Até quando os soldados estrangeiros continuarão no Haiti? Eles chegaram para estabilizar e ajudar; porém, já se passaram sete anos e lá estão, desestabilizando esse país que não os aceita. A ocupação militar do Haiti está custando às Nações Unidas mais de oitocentos milhões de dólares ao ano.

Se as Nações Unidas destinassem esses fundos à cooperação técnica e à solidariedade social, o Haiti poderia receber um bom impulso ao desenvolvimento de sua energia criadora.
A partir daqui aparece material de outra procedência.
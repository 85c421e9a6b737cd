//! Continued fraction for exprel_n.
//!
//! Abramowitz & Stegun 4.2.41, evaluated by forward recurrence on the
//! numerators A_k and denominators B_k of the convergents:
//!
//! ```text
//! A_k = b_k A_{k-1} + a_k A_{k-2}
//! B_k = b_k B_{k-1} + a_k B_{k-2}
//! ```
//!
//! with a_1 = 1, b_1 = 1, a_2 = -x, b_2 = n + 1 and, for k >= 3,
//! a_k = ((k - 1) / 2) x for odd k, a_k = -(n + k/2 - 1) x for even k,
//! b_k = n + k - 1.

use crate::machine::SfFloat;
use crate::types::{Error, SfResult};

/// Iteration cap, counting the two seed steps.
pub(crate) const MAX_ITER: i32 = 5000;

/// The two most recent convergents, A_{k-1}/B_{k-1} and A_k/B_k.
#[derive(Debug, Clone, Copy, PartialEq)]
struct Convergents<T> {
    a_prev: T,
    b_prev: T,
    a: T,
    b: T,
}

impl<T: SfFloat> Convergents<T> {
    /// A_{-1} = 1, B_{-1} = 0, A_0 = 0, B_0 = 1.
    fn new() -> Self {
        Convergents {
            a_prev: T::one(),
            b_prev: T::zero(),
            a: T::zero(),
            b: T::one(),
        }
    }

    /// Advance one term with partial numerator `an` and denominator `bn`.
    #[inline]
    fn step(self, an: T, bn: T) -> Self {
        Convergents {
            a_prev: self.a,
            b_prev: self.b,
            a: bn * self.a + an * self.a_prev,
            b: bn * self.b + an * self.b_prev,
        }
    }

    /// Divide every accumulator by `big` once the current pair exceeds it.
    /// The recurrence is linear, so the ratios are unchanged.
    #[inline]
    fn rescaled(self, big: T) -> Self {
        if self.a.abs() > big || self.b.abs() > big {
            Convergents {
                a_prev: self.a_prev / big,
                b_prev: self.b_prev / big,
                a: self.a / big,
                b: self.b / big,
            }
        } else {
            self
        }
    }

    #[inline]
    fn value(&self) -> T {
        self.a / self.b
    }
}

/// exprel_n(x) by continued fraction.
///
/// Converges for all x but slowly for large positive x; the dispatcher only
/// sends `-10 n < x <= n` here. Stops once successive convergents agree to
/// ten machine epsilons. After [`MAX_ITER`] terms the last convergent is
/// returned inside an [`ErrorKind::MaxIterations`](crate::ErrorKind) error.
pub(crate) fn exprel_n_cf<T: SfFloat>(n: i32, x: T) -> SfResult<T> {
    capped_cf(n, x, MAX_ITER)
}

/// Body of [`exprel_n_cf`] with an explicit term cap. Convergence on term
/// `max_iter` itself still counts as success.
fn capped_cf<T: SfFloat>(n: i32, x: T, max_iter: i32) -> SfResult<T> {
    let one = T::one();
    let nf = T::from_i32(n);
    let big = T::sqrt_max();
    let tol = T::from_f64(10.0) * T::MACH_EPSILON;

    let mut state = Convergents::new().step(one, one).step(-x, nf + one);
    let mut f = state.value();

    for k in 3..=max_iter {
        let an = if k % 2 == 1 {
            T::from_i32((k - 1) / 2) * x
        } else {
            -(nf + T::from_i32(k / 2) - one) * x
        };
        let bn = nf + T::from_i32(k - 1);

        state = state.step(an, bn).rescaled(big);

        let prev = f;
        f = state.value();
        if (prev / f - one).abs() < tol {
            log::trace!("exprel_n continued fraction: n={n}, x={x:?}, converged after {k} terms");
            return Ok(f);
        }
    }

    log::debug!("exprel_n continued fraction: n={n}, x={x:?}, no convergence in {max_iter} terms");
    Err(Error::max_iterations(f))
}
E, assim, se salvaria de seus salvadores armados, que têm certa tendência a violar, matar e contagiar com enfermidades fatais.

O Haiti não necessita que ninguém venha a multiplicar suas calamidades. Tampouco necessita a caridade de ninguém. Como bem diz um antigo provérbio africano, a mão que dá está sempre por cima da mão que recebe.

Porém, o Haiti, sim, necessita de solidariedade, de médicos, de escolas, de hospitais e de uma colaboração verdadeira que torne possível o renascimento de sua soberania alimentar, assassinada pelo Fundo Monetário Internacional (FMI), pelo Banco Mundial (BM) e por outras sociedades filantrópicas.

Para nós, latino-americanos, essa solidariedade é um dever de gratidão: será a melhor maneira de dizer obrigado/a a essa pequena grande nação que, em 1804, nos abriu as portas da liberdade, com seu exemplo contagioso.
(Esse artigo é dedicado a Guillermo Chifflet, que foi obrigado a renunciar à Câmara de Deputados do Uruguai, quando votou contra o envio de soldados ao Haiti).

[Texto lido ontem pelo escritor uruguaio na Biblioteca Nacional, no marco da mesa-debate "Haití y la respuesta latinoamericana”, na qual participou juntamente com Camille Chalmers e Jorge Coscia].